- **Exercise description**
Your answer should be an exact copy of the lines from the start of the entries to the line containing "use crate::truth_table::TruthTableEntry;", both included.

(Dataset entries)
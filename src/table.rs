use std::fmt;
use std::ops::Range;
use std::str::FromStr;

use itertools::Itertools;
use rustc_hash::FxHashMap;

use crate::error::{ErrorKind, ExpressionError, Result};
use crate::eval::evaluate;
use crate::expression::Expression;
use crate::operator::{Operator, OperatorRegistry, NEGATION};
use crate::truth_table::TruthTableEntry;

/// One row of a truth table: the input bits in ordering order and the output.
#[derive(Debug, Clone, PartialEq, Eq)]
pub struct Row {
    pub index: usize,
    pub inputs: Vec<bool>,
    pub output: bool,
}

/// The complete truth table of a single expression.
///
/// Output `i` is the value of the expression when the variables, in the
/// current ordering, are bound to the big-endian bits of `i`. Every mutation
/// either installs a fully recomputed state or leaves the table untouched.
#[derive(Clone)]
pub struct TruthTable {
    expression: Expression,
    // first-occurrence order of the expression's variables
    natural_order: Vec<char>,
    ordering: Option<Vec<char>>,
    aliases: FxHashMap<char, String>,
    outputs: Vec<bool>,
    operators: OperatorRegistry,
}

/// Big-endian bits of `index`, `width` bits wide.
pub fn row_bits(index: usize, width: usize) -> Vec<bool> {
    (0..width).rev().map(|bit| (index >> bit) & 1 == 1).collect()
}

fn compute_outputs(
    expression: &Expression,
    order: &[char],
    operators: &OperatorRegistry,
) -> Result<Vec<bool>> {
    let width = order.len();

    (0..1usize << width)
        .map(|i| evaluate(expression, order, &row_bits(i, width), operators))
        .collect()
}

fn identity_aliases(variables: &[char]) -> FxHashMap<char, String> {
    variables.iter().map(|v| (*v, v.to_string())).collect()
}

impl TruthTable {
    pub fn new(expression: &str) -> Result<Self> {
        Self::with_operators(expression, OperatorRegistry::new())
    }

    /// Builds a table whose expression is parsed with a custom operator registry.
    pub fn with_operators(expression: &str, operators: OperatorRegistry) -> Result<Self> {
        let expression = Expression::parse(expression, &operators)?;
        let natural_order = expression.variables();
        let outputs = compute_outputs(&expression, &natural_order, &operators)?;

        log::debug!(
            "new table for {expression} over {} variable(s)",
            natural_order.len()
        );

        Ok(Self {
            aliases: identity_aliases(&natural_order),
            expression,
            natural_order,
            ordering: None,
            outputs,
            operators,
        })
    }

    /// Replaces the expression, resetting aliases and any explicit ordering.
    pub fn set_expression(&mut self, expression: &str) -> Result<()> {
        let expression = Expression::parse(expression, &self.operators)?;
        let natural_order = expression.variables();
        let outputs = compute_outputs(&expression, &natural_order, &self.operators)?;

        log::debug!("set expression {} -> {expression}", self.expression);

        self.aliases = identity_aliases(&natural_order);
        self.expression = expression;
        self.natural_order = natural_order;
        self.ordering = None;
        self.outputs = outputs;
        Ok(())
    }

    pub fn expression(&self) -> &str {
        self.expression.as_str()
    }

    /// Variables in the current bit-position order.
    pub fn variables(&self) -> &[char] {
        self.ordering.as_deref().unwrap_or(self.natural_order.as_slice())
    }

    pub fn outputs(&self) -> &[bool] {
        &self.outputs
    }

    pub fn operators(&self) -> &OperatorRegistry {
        &self.operators
    }

    pub fn num_rows(&self) -> usize {
        self.outputs.len()
    }

    pub fn is_tautology(&self) -> bool {
        self.outputs.iter().all(|o| *o)
    }

    pub fn is_contradiction(&self) -> bool {
        self.outputs.iter().all(|o| !*o)
    }

    /// Looks up the output for a string of `0`/`1` bits, one per variable.
    pub fn get_output(&self, inputs: &str) -> TruthTableEntry {
        if inputs.chars().count() != self.variables().len()
            || !inputs.chars().all(|c| matches!(c, '0' | '1'))
        {
            return TruthTableEntry::Invalid;
        }

        let index = inputs
            .chars()
            .fold(0usize, |acc, c| (acc << 1) | usize::from(c == '1'));

        self.outputs
            .get(index)
            .copied()
            .map_or(TruthTableEntry::Invalid, TruthTableEntry::from)
    }

    pub fn get_row(&self, index: usize) -> Option<Row> {
        self.outputs.get(index).map(|output| Row {
            index,
            inputs: row_bits(index, self.variables().len()),
            output: *output,
        })
    }

    /// Rows in `range`, clamped to the size of the table.
    pub fn rows(&self, range: Range<usize>) -> impl Iterator<Item = Row> + '_ {
        let end = range.end.min(self.num_rows());
        (range.start..end).filter_map(move |i| self.get_row(i))
    }

    pub fn rows_iter(&self) -> impl Iterator<Item = Row> + '_ {
        self.rows(0..self.num_rows())
    }

    pub fn alias(&self, variable: char) -> Option<&str> {
        self.aliases.get(&variable).map(String::as_str)
    }

    /// Display labels of the variables, in the current ordering.
    pub fn aliases(&self) -> Vec<(char, &str)> {
        self.variables()
            .iter()
            .map(|v| (*v, self.alias(*v).unwrap_or_default()))
            .collect()
    }

    /// Sets the display label of `variable`; unknown variables are ignored.
    pub fn set_alias(&mut self, variable: char, label: &str) {
        if let Some(slot) = self.aliases.get_mut(&variable) {
            *slot = label.to_string();
        }
    }

    pub fn clear_aliases(&mut self) {
        self.aliases = identity_aliases(&self.natural_order);
    }

    /// Reassigns bit positions; `order` must be a permutation of the variables.
    pub fn set_ordering(&mut self, order: &[char]) -> Result<()> {
        let is_permutation = order.len() == self.natural_order.len()
            && order.iter().sorted().eq(self.natural_order.iter().sorted());

        if !is_permutation {
            return Err(ExpressionError::new(
                ErrorKind::InvalidOrdering,
                format!(
                    "[{}] is not a permutation of [{}]",
                    order.iter().join(", "),
                    self.natural_order.iter().join(", ")
                ),
            ));
        }

        let outputs = compute_outputs(&self.expression, order, &self.operators)?;

        log::debug!("reorder {} as [{}]", self.expression, order.iter().join(", "));

        self.ordering = Some(order.to_vec());
        self.outputs = outputs;
        Ok(())
    }

    /// Restores first-occurrence order and recomputes the outputs.
    pub fn clear_ordering(&mut self) -> Result<()> {
        if self.ordering.is_none() {
            return Ok(());
        }

        self.outputs = compute_outputs(&self.expression, &self.natural_order, &self.operators)?;
        self.ordering = None;
        Ok(())
    }

    pub fn add_operator(&mut self, symbol: &str, op: Operator) -> Result<()> {
        self.operators.register(symbol, op)
    }

    /// Moves an operator binding to a new symbol. Rejected while the current
    /// expression still uses `old`.
    pub fn rename_operator(&mut self, old: char, new: &str) -> Result<()> {
        if self.operators.is_operator(old) && self.expression.contains_symbol(old) {
            return Err(ExpressionError::new(
                ErrorKind::InvalidOperator,
                format!("{old:?} is used by {}", self.expression),
            ));
        }

        self.operators.rename(old, new)
    }

    /// Canonical OR-of-ANDs form built from the true rows, in row order.
    ///
    /// Returns an empty string when no row is true. Fails with
    /// `UnknownOperator` when the registry has no symbol for a conjunction or
    /// disjunction the form needs.
    pub fn sum_of_products(&self) -> Result<String> {
        let true_rows: Vec<Row> = self.rows_iter().filter(|row| row.output).collect();

        let and = self.symbol_if_needed(
            Operator::And,
            !true_rows.is_empty() && self.variables().len() > 1,
        )?;
        let or = self.symbol_if_needed(Operator::Or, true_rows.len() > 1)?;

        let products: Vec<String> = true_rows
            .into_iter()
            .map(|row| {
                let literals: Vec<String> = self
                    .variables()
                    .iter()
                    .zip(row.inputs)
                    .map(|(v, bit)| {
                        if bit {
                            v.to_string()
                        } else {
                            format!("{NEGATION}{v}")
                        }
                    })
                    .collect();

                format!("({})", chain(&literals, and))
            })
            .collect();

        Ok(chain(&products, or))
    }

    // the placeholder symbol is never emitted when `needed` is false
    fn symbol_if_needed(&self, op: Operator, needed: bool) -> Result<char> {
        match self.operators.symbol_for(op) {
            Some(symbol) => Ok(symbol),
            None if !needed => Ok(' '),
            None => Err(ExpressionError::new(
                ErrorKind::UnknownOperator,
                format!("no symbol is registered for {op}"),
            )),
        }
    }
}

/// Joins `items` with `symbol`, bracketing from the right so that every
/// binary operation is explicitly parenthesized.
fn chain(items: &[String], symbol: char) -> String {
    match items {
        [] => String::new(),
        [single] => single.clone(),
        [left, right] => format!("{left}{symbol}{right}"),
        [first, rest @ ..] => format!("{first}{symbol}({})", chain(rest, symbol)),
    }
}

impl PartialEq for TruthTable {
    fn eq(&self, other: &Self) -> bool {
        self.outputs == other.outputs
    }
}

impl Eq for TruthTable {}

impl fmt::Debug for TruthTable {
    fn fmt(&self, f: &mut fmt::Formatter<'_>) -> fmt::Result {
        f.debug_struct("TruthTable")
            .field("expression", &self.expression.as_str())
            .field("variables", &self.variables())
            .field("aliases", &self.aliases())
            .field(
                "outputs",
                &self.outputs.iter().map(|o| u8::from(*o)).collect::<Vec<_>>(),
            )
            .finish()
    }
}

impl FromStr for TruthTable {
    type Err = ExpressionError;

    fn from_str(s: &str) -> Result<Self> {
        Self::new(s)
    }
}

- **Answer space**
filename src/table.rs
use std::fmt;
use std::ops::Range;
use std::str::FromStr;

use itertools::Itertools;
use rustc_hash::FxHashMap;

use crate::error::{ErrorKind, ExpressionError, Result};
use crate::eval::evaluate;
use crate::expression::Expression;
use crate::operator::{Operator, OperatorRegistry, NEGATION};
use crate::truth_table::TruthTableEntry;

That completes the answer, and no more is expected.